Problem statement:
Please set down only the lines between the line containing "training.gram(&kernel, &Lengthscale::constant(3, 1.0).unwrap());" and the end of the records, inclusive, exactly as they stand.

Supplied entries:
//! Mismatch cache for repeated Gram matrix evaluation
//!
//! The per-dimension disagreement pattern between two points does not depend
//! on the lengthscale, so a training loop that rebuilds the Gram matrix of a
//! fixed batch after every parameter update can reuse it. The pattern is
//! symmetric, so we only cache pairs (i, j) where i <= j.

use crate::core::{KernelMatrix, PointBatch, Result};
use crate::kernel::DiffusionKernel;
use crate::params::Lengthscale;
use log::debug;
use lru::LruCache;
use std::num::NonZeroUsize;

/// Cache key for point pairs, normalized so that i <= j
#[derive(Debug, Clone, Copy, PartialEq, Eq, Hash)]
struct CacheKey {
    i: usize,
    j: usize,
}

impl CacheKey {
    /// Create a normalized cache key where i <= j
    fn new(i: usize, j: usize) -> Self {
        if i <= j {
            Self { i, j }
        } else {
            Self { i: j, j: i }
        }
    }
}

/// LRU cache of per-dimension mismatch indicators (0.0 / 1.0)
pub struct MismatchCache {
    cache: LruCache<CacheKey, Vec<f64>>,
    hits: u64,
    misses: u64,
}

impl MismatchCache {
    /// Create a new cache holding at most `capacity` point pairs
    pub fn new(capacity: usize) -> Self {
        let capacity = NonZeroUsize::new(capacity.max(1)).unwrap_or(NonZeroUsize::MIN);
        Self {
            cache: LruCache::new(capacity),
            hits: 0,
            misses: 0,
        }
    }

    /// Create a cache sized from a memory budget in bytes
    /// Assumes 8 bytes per indicator plus fixed per-entry overhead
    pub fn with_memory_limit(memory_bytes: usize, dim: usize) -> Self {
        let entry_bytes = 8 * dim + 48;
        Self::new((memory_bytes / entry_bytes).max(1))
    }

    /// Get the indicators for a pair
    pub fn get(&mut self, i: usize, j: usize) -> Option<&Vec<f64>> {
        let key = CacheKey::new(i, j);
        match self.cache.get(&key) {
            Some(value) => {
                self.hits += 1;
                Some(value)
            }
            None => {
                self.misses += 1;
                None
            }
        }
    }

    /// Store the indicators for a pair
    pub fn put(&mut self, i: usize, j: usize, indicators: Vec<f64>) {
        self.cache.put(CacheKey::new(i, j), indicators);
    }

    /// Get cache hit rate
    pub fn hit_rate(&self) -> f64 {
        let total = self.hits + self.misses;
        if total == 0 {
            0.0
        } else {
            self.hits as f64 / total as f64
        }
    }

    /// Get cache statistics
    pub fn stats(&self) -> CacheStats {
        CacheStats {
            hits: self.hits,
            misses: self.misses,
            capacity: self.cache.cap().get(),
            size: self.cache.len(),
        }
    }

    /// Clear the cache
    pub fn clear(&mut self) {
        self.cache.clear();
        self.hits = 0;
        self.misses = 0;
    }
}

/// Cache statistics
#[derive(Debug, Clone)]
pub struct CacheStats {
    pub hits: u64,
    pub misses: u64,
    pub capacity: usize,
    pub size: usize,
}

/// Gram matrix of a fixed training batch, rebuilt per lengthscale update
pub struct TrainingGram {
    points: PointBatch,
    cache: MismatchCache,
}

impl TrainingGram {
    /// Cache every pair of the batch
    pub fn new(points: PointBatch) -> Self {
        let n = points.len();
        let capacity = n * (n + 1) / 2;
        Self::with_capacity(points, capacity)
    }

    /// Cache at most `capacity` pairs
    pub fn with_capacity(points: PointBatch, capacity: usize) -> Self {
        Self {
            points,
            cache: MismatchCache::new(capacity),
        }
    }

    pub fn points(&self) -> &PointBatch {
        &self.points
    }

    /// Compute the symmetric `n × n` Gram matrix for the given lengthscale
    ///
    /// Equal to `kernel.evaluate(lengthscale, x, x, false)`.
    pub fn gram(
        &mut self,
        kernel: &DiffusionKernel,
        lengthscale: &Lengthscale,
    ) -> Result<KernelMatrix> {
        // Validates shapes and category ranges on the batch once
        kernel.evaluate(lengthscale, &PointBatch::empty(self.points.dim()), &self.points, false)?;
        let bases = kernel.base(lengthscale)?;
        let n = self.points.len();
        let mut gram = KernelMatrix::filled(n, n, 1.0);

        for i in 0..n {
            for j in i..n {
                let value = match self.cache.get(i, j) {
                    Some(indicators) => indicator_product(&bases, indicators),
                    None => {
                        let indicators: Vec<f64> = self
                            .points
                            .point(i)
                            .iter()
                            .zip(self.points.point(j))
                            .map(|(a, b)| f64::from(u8::from(a != b)))
                            .collect();
                        let value = indicator_product(&bases, &indicators);
                        self.cache.put(i, j, indicators);
                        value
                    }
                };
                *gram.get_mut(i, j) = value;
                *gram.get_mut(j, i) = value;
            }
        }

        debug!(
            "Training Gram rebuilt: n={n}, cache hit rate {:.3}",
            self.cache.hit_rate()
        );
        Ok(gram)
    }

    /// Get cache statistics
    pub fn stats(&self) -> CacheStats {
        self.cache.stats()
    }
}

/// `Π base_i^ind_i` over one cached pair
fn indicator_product(bases: &[f64], indicators: &[f64]) -> f64 {
    bases
        .iter()
        .zip(indicators)
        .fold(1.0, |acc, (base, &ind)| acc * base.powf(ind))
}

#[cfg(test)]
mod tests {
    use super::*;

    #[test]
    fn test_cache_key_normalization() {
        let key1 = CacheKey::new(1, 5);
        let key2 = CacheKey::new(5, 1);
        assert_eq!(key1, key2);
        assert_eq!(key1.i, 1);
        assert_eq!(key1.j, 5);
    }

    #[test]
    fn test_mismatch_cache_basic() {
        let mut cache = MismatchCache::new(3);

        assert!(cache.get(0, 1).is_none());
        assert_eq!(cache.stats().misses, 1);

        cache.put(0, 1, vec![1.0, 0.0]);
        assert_eq!(cache.get(0, 1), Some(&vec![1.0, 0.0]));
        assert_eq!(cache.stats().hits, 1);

        // Symmetric access
        assert_eq!(cache.get(1, 0), Some(&vec![1.0, 0.0]));
        assert_eq!(cache.stats().hits, 2);
    }

    #[test]
    fn test_mismatch_cache_lru_eviction() {
        let mut cache = MismatchCache::new(2);

        cache.put(0, 1, vec![1.0]);
        cache.put(1, 2, vec![0.0]);
        cache.put(2, 3, vec![1.0]); // Should evict (0,1)

        assert!(cache.get(0, 1).is_none());
        assert!(cache.get(1, 2).is_some());
        assert!(cache.get(2, 3).is_some());
    }

    #[test]
    fn test_hit_rate_calculation() {
        let mut cache = MismatchCache::new(10);
        assert_eq!(cache.hit_rate(), 0.0);

        cache.get(0, 1);
        cache.get(1, 2);
        cache.put(0, 1, vec![0.0]);
        cache.get(0, 1);
        cache.get(0, 1);

        // 2 hits, 2 misses
        assert_eq!(cache.hit_rate(), 0.5);
    }

    #[test]
    fn test_cache_with_memory_limit() {
        let cache = MismatchCache::with_memory_limit(1000, 4);
        assert!(cache.stats().capacity > 0);

        let tiny = MismatchCache::with_memory_limit(0, 4);
        assert_eq!(tiny.stats().capacity, 1);
    }

    #[test]
    fn test_cache_clear() {
        let mut cache = MismatchCache::new(10);
        cache.put(0, 1, vec![1.0]);
        cache.get(0, 1);

        cache.clear();

        assert!(cache.get(0, 1).is_none());
        assert_eq!(cache.stats().hits, 0);
        assert_eq!(cache.stats().misses, 1);
    }

    #[test]
    fn test_training_gram_matches_evaluate() {
        let kernel = DiffusionKernel::new(vec![3, 2, 4]).unwrap();
        let points = PointBatch::new(vec![
            vec![0, 1, 3],
            vec![2, 0, 1],
            vec![0, 1, 0],
            vec![1, 1, 3],
        ])
        .unwrap();
        let mut training = TrainingGram::new(points.clone());

        for values in [vec![0.3, 1.0, 2.0], vec![1.5, 0.2, 0.7]] {
            let ls = Lengthscale::new(values).unwrap();
            let expected = kernel
                .evaluate(&ls, &points, &points, false)
                .unwrap()
                .into_matrix()
                .unwrap();
            let gram = training.gram(&kernel, &ls).unwrap();
            assert_eq!(gram, expected);
        }
    }

    #[test]
    fn test_training_gram_reuses_indicators() {
        let kernel = DiffusionKernel::new(vec![2, 2]).unwrap();
        let points = PointBatch::new(vec![vec![0, 0], vec![0, 1], vec![1, 1]]).unwrap();
        let mut training = TrainingGram::new(points);

        training
            .gram(&kernel, &Lengthscale::constant(2, 1.0).unwrap())
            .unwrap();
        // Each of the 6 upper-triangle pairs is looked up exactly once
        let first = training.stats();
        assert_eq!(first.size, 6);
        assert_eq!(first.hits, 0);
        assert_eq!(first.misses, 6);

        training
            .gram(&kernel, &Lengthscale::constant(2, 0.5).unwrap())
            .unwrap();
        let second = training.stats();
        assert_eq!(second.misses, 6);
        assert_eq!(second.hits, 6);
    }

    #[test]
    fn test_training_gram_rejects_bad_lengthscale() {
        let kernel = DiffusionKernel::new(vec![2, 2]).unwrap();
        let points = PointBatch::new(vec![vec![0, 0]]).unwrap();
        let mut training = TrainingGram::new(points);

        let result = training.gram(&kernel, &Lengthscale::constant(3, 1.0).unwrap());
        assert!(result.is_err());
    }
}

Result:
        let result = training.gram(&kernel, &Lengthscale::constant(3, 1.0).unwrap());
        assert!(result.is_err());
    }
}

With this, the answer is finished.